(Supplied material begins)
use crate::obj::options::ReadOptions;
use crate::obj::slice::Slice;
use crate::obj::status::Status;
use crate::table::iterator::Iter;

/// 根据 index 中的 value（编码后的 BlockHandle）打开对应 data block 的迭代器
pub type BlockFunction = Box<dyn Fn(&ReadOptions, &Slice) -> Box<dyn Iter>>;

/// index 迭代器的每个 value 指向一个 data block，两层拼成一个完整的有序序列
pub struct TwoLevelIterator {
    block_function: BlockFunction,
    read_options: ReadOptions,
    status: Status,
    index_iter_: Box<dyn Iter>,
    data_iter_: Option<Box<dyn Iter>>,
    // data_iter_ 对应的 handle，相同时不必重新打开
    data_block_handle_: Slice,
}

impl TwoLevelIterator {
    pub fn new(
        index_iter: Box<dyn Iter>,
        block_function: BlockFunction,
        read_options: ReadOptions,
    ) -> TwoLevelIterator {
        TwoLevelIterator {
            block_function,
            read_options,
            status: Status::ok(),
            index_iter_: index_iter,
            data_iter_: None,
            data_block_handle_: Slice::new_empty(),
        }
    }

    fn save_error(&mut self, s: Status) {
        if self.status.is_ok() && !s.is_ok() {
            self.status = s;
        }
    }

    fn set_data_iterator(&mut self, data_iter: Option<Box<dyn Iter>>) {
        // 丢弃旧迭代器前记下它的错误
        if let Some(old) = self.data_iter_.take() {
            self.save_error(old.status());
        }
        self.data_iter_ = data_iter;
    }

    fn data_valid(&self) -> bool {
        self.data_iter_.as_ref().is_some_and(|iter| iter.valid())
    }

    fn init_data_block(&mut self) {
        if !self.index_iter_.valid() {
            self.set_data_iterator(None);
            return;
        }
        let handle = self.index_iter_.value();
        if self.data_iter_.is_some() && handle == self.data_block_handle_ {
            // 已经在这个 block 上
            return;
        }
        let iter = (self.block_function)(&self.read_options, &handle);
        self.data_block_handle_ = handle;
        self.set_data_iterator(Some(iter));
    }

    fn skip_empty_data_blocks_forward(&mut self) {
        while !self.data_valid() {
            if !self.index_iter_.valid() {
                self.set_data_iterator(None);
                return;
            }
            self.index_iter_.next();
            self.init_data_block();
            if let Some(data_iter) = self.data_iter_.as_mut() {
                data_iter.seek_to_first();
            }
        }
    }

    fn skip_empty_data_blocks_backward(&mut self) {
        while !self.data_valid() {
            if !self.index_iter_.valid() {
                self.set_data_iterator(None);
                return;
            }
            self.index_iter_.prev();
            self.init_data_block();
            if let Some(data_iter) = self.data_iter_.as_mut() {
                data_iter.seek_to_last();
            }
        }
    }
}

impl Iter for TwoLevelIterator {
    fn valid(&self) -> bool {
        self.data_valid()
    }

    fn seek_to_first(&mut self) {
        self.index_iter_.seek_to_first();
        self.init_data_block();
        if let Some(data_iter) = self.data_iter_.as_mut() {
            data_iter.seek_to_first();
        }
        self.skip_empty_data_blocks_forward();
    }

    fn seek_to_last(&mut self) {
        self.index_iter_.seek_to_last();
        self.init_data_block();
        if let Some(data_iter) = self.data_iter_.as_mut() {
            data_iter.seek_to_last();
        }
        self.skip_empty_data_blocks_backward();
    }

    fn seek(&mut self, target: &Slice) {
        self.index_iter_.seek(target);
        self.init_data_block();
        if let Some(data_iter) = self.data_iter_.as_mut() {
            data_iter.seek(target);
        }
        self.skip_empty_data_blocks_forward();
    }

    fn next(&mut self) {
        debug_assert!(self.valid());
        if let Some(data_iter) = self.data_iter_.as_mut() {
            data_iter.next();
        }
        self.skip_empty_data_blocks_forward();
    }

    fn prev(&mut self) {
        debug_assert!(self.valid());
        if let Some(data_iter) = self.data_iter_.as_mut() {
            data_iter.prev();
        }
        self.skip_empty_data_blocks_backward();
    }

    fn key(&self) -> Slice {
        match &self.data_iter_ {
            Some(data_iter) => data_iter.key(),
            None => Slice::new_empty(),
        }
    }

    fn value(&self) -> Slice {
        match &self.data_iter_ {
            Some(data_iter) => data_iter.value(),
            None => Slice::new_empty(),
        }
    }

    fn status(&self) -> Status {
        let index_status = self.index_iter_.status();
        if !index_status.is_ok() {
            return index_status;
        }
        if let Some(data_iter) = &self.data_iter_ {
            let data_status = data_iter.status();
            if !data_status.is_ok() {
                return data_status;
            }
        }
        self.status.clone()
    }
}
(Supplied material ends)
== Work instructions ==
Check the data for the word "value" and pull out the lines that have it.

== Solution to this exercise ==
/// 根据 index 中的 value（编码后的 BlockHandle）打开对应 data block 的迭代器
/// index 迭代器的每个 value 指向一个 data block，两层拼成一个完整的有序序列
        let handle = self.index_iter_.value();
    fn value(&self) -> Slice {
            Some(data_iter) => data_iter.value(),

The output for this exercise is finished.